use rusqlite::Connection;

use crate::error::StorageError;

pub const SCHEMA_VERSION: i32 = 1;

pub fn init_schema(conn: &Connection) -> Result<(), StorageError> {
    conn.execute_batch(
        "
        PRAGMA journal_mode = WAL;
        PRAGMA synchronous = NORMAL;
        PRAGMA foreign_keys = ON;
        PRAGMA cache_size = -32000;
        PRAGMA busy_timeout = 5000;
    ",
    )?;
    conn.execute_batch(SCHEMA_SQL)?;
    Ok(())
}

// `sub_kind` is '' for item types without a sub-partition, so the UNIQUE
// indexes cover every row (NULL would make each row distinct). `name_norm`
// holds the case-normalized name; the indexes on it and on order_value are
// the database backstop for the partition invariants, turning lost races
// into constraint violations the executor can report per item.
const SCHEMA_SQL: &str = "
CREATE TABLE IF NOT EXISTS schema_version (
    version INTEGER PRIMARY KEY,
    applied_at INTEGER NOT NULL
);
INSERT OR IGNORE INTO schema_version (version, applied_at) VALUES (1, unixepoch());

CREATE TABLE IF NOT EXISTS tenants (
    tenant_id BLOB PRIMARY KEY CHECK (length(tenant_id) = 16),
    display_name TEXT NOT NULL,
    created_at INTEGER NOT NULL DEFAULT (unixepoch())
);

CREATE TABLE IF NOT EXISTS standard_items (
    standard_item_id BLOB PRIMARY KEY CHECK (length(standard_item_id) = 16),
    item_type TEXT NOT NULL,
    sub_kind TEXT NOT NULL DEFAULT '',
    name TEXT NOT NULL,
    order_value INTEGER NOT NULL,
    color TEXT,
    type_fields BLOB NOT NULL,
    created_at INTEGER NOT NULL DEFAULT (unixepoch())
);
CREATE INDEX IF NOT EXISTS idx_standard_type_order ON standard_items (item_type, sub_kind, order_value);

CREATE TABLE IF NOT EXISTS tenant_items (
    tenant_item_id BLOB PRIMARY KEY CHECK (length(tenant_item_id) = 16),
    tenant_id BLOB NOT NULL CHECK (length(tenant_id) = 16) REFERENCES tenants (tenant_id),
    item_type TEXT NOT NULL,
    sub_kind TEXT NOT NULL DEFAULT '',
    name TEXT NOT NULL,
    name_norm TEXT NOT NULL,
    order_value INTEGER NOT NULL,
    color TEXT,
    type_fields BLOB NOT NULL,
    reference_id BLOB CHECK (reference_id IS NULL OR length(reference_id) = 16),
    is_protected INTEGER NOT NULL DEFAULT 0,
    created_at INTEGER NOT NULL DEFAULT (unixepoch())
);
CREATE INDEX IF NOT EXISTS idx_tenant_items_partition ON tenant_items (tenant_id, item_type, sub_kind);
CREATE UNIQUE INDEX IF NOT EXISTS uq_tenant_items_name ON tenant_items (tenant_id, item_type, sub_kind, name_norm);
CREATE UNIQUE INDEX IF NOT EXISTS uq_tenant_items_order ON tenant_items (tenant_id, item_type, sub_kind, order_value);
CREATE UNIQUE INDEX IF NOT EXISTS uq_tenant_items_reference ON tenant_items (tenant_id, reference_id) WHERE reference_id IS NOT NULL;
";
//! Error taxonomy for the sensing pipeline.
//!
//! None of these are fatal to gameplay: a camera that fails to open
//! degrades the game to a plain runner, and a failed classification is
//! discarded at the point it occurs.

/// Failures raised by camera capture or emotion classification.
#[derive(Debug, thiserror::Error)]
pub enum VisionError {
    /// The capture device could not be opened or produced no frame.
    #[error("camera unavailable: {0}")]
    CameraUnavailable(String),
    /// The classifier found no usable face in the frame.
    #[error("no detectable face in frame")]
    NoFace,
    /// The classification backend reported an internal error.
    #[error("classifier backend: {0}")]
    Backend(String),
    /// Spawning the sensing thread or another OS-level failure.
    #[error(transparent)]
    Io(#[from] std::io::Error),
}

WHAT TO WORK ON: Nothing should be returned except the lines from the first line of the data above through the line with "on order_value are", each one exact.

ANSWER SPACE:
use rusqlite::Connection;

use crate::error::StorageError;

pub const SCHEMA_VERSION: i32 = 1;

pub fn init_schema(conn: &Connection) -> Result<(), StorageError> {
    conn.execute_batch(
        "
        PRAGMA journal_mode = WAL;
        PRAGMA synchronous = NORMAL;
        PRAGMA foreign_keys = ON;
        PRAGMA cache_size = -32000;
        PRAGMA busy_timeout = 5000;
    ",
    )?;
    conn.execute_batch(SCHEMA_SQL)?;
    Ok(())
}

// `sub_kind` is '' for item types without a sub-partition, so the UNIQUE
// indexes cover every row (NULL would make each row distinct). `name_norm`
// holds the case-normalized name; the indexes on it and on order_value are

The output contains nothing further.